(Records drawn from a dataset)
- Opening Delimiter -

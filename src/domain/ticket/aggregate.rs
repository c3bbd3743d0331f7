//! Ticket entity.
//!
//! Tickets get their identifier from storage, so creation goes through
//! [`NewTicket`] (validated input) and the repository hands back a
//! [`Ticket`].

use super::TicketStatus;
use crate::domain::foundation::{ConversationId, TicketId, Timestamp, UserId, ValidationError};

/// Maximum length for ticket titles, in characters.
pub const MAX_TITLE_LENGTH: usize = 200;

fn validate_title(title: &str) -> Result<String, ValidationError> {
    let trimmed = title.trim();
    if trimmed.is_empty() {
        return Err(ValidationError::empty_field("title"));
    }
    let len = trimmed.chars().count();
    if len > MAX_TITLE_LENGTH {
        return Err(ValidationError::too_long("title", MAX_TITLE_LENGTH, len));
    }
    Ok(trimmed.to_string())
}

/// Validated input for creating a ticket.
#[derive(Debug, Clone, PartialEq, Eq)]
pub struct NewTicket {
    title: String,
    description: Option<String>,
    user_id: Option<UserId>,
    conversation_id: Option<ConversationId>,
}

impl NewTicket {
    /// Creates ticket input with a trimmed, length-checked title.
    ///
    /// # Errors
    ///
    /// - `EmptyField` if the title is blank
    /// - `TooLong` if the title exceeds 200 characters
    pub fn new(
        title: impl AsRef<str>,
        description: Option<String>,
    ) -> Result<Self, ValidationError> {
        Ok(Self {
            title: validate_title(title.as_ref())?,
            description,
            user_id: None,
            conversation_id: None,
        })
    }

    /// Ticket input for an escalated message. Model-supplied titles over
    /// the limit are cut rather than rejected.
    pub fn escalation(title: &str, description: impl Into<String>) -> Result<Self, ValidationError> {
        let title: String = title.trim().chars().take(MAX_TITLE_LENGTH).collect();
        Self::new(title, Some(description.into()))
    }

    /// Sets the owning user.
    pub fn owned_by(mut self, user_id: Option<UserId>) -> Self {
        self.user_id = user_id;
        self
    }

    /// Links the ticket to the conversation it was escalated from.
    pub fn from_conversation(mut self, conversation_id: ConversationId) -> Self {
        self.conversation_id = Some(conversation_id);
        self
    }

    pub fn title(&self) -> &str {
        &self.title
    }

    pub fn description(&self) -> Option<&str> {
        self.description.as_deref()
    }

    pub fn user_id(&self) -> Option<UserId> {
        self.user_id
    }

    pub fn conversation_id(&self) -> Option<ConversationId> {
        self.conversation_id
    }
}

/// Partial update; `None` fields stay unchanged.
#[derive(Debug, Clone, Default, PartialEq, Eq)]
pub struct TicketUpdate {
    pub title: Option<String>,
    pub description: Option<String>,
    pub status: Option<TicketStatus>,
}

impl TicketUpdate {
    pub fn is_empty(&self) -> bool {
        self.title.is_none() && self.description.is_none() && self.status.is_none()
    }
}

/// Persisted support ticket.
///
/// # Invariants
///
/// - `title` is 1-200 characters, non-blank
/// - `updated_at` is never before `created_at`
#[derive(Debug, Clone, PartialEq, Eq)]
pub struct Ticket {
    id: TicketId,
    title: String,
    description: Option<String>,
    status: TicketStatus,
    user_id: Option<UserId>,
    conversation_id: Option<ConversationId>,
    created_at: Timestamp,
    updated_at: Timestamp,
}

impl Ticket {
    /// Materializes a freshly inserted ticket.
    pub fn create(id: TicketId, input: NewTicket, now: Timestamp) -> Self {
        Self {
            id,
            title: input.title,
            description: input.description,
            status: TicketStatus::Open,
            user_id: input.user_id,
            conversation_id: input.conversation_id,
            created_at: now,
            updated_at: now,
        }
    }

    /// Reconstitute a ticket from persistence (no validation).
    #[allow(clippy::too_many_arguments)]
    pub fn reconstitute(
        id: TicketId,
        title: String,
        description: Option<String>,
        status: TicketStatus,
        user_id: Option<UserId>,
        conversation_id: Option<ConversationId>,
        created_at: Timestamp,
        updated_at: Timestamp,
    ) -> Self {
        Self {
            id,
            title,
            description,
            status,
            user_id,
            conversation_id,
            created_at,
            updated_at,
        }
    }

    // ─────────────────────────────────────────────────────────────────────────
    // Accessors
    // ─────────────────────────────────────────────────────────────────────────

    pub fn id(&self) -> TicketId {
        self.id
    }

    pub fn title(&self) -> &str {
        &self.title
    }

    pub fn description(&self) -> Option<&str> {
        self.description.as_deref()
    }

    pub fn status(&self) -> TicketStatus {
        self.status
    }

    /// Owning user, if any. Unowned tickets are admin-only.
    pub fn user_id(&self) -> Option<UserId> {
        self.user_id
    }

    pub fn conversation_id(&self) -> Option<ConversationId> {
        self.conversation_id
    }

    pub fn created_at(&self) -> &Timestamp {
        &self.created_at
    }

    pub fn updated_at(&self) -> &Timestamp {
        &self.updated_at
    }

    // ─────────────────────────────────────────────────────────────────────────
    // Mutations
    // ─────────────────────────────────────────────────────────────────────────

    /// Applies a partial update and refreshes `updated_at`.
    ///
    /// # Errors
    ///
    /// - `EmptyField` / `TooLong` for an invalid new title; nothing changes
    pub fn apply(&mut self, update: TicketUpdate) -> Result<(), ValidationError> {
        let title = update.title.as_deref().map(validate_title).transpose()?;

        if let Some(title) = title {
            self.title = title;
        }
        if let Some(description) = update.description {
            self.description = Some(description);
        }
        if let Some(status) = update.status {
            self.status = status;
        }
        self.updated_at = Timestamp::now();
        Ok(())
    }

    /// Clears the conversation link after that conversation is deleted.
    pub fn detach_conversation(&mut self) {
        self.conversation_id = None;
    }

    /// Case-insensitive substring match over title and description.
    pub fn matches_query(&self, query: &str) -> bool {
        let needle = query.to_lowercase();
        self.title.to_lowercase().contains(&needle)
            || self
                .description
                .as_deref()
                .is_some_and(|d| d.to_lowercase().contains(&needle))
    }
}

- Closing Delimiter -

All lines from the start of the entries through the line where "use super::TicketStatus;" sits should be duplicated exactly, with nothing else in the output.

| ANSWER SECTION |
filename src/domain/ticket/aggregate.rs
repository c3bbd3743d0331f7
//! Ticket entity.
//!
//! Tickets get their identifier from storage, so creation goes through
//! [`NewTicket`] (validated input) and the repository hands back a
//! [`Ticket`].

use super::TicketStatus;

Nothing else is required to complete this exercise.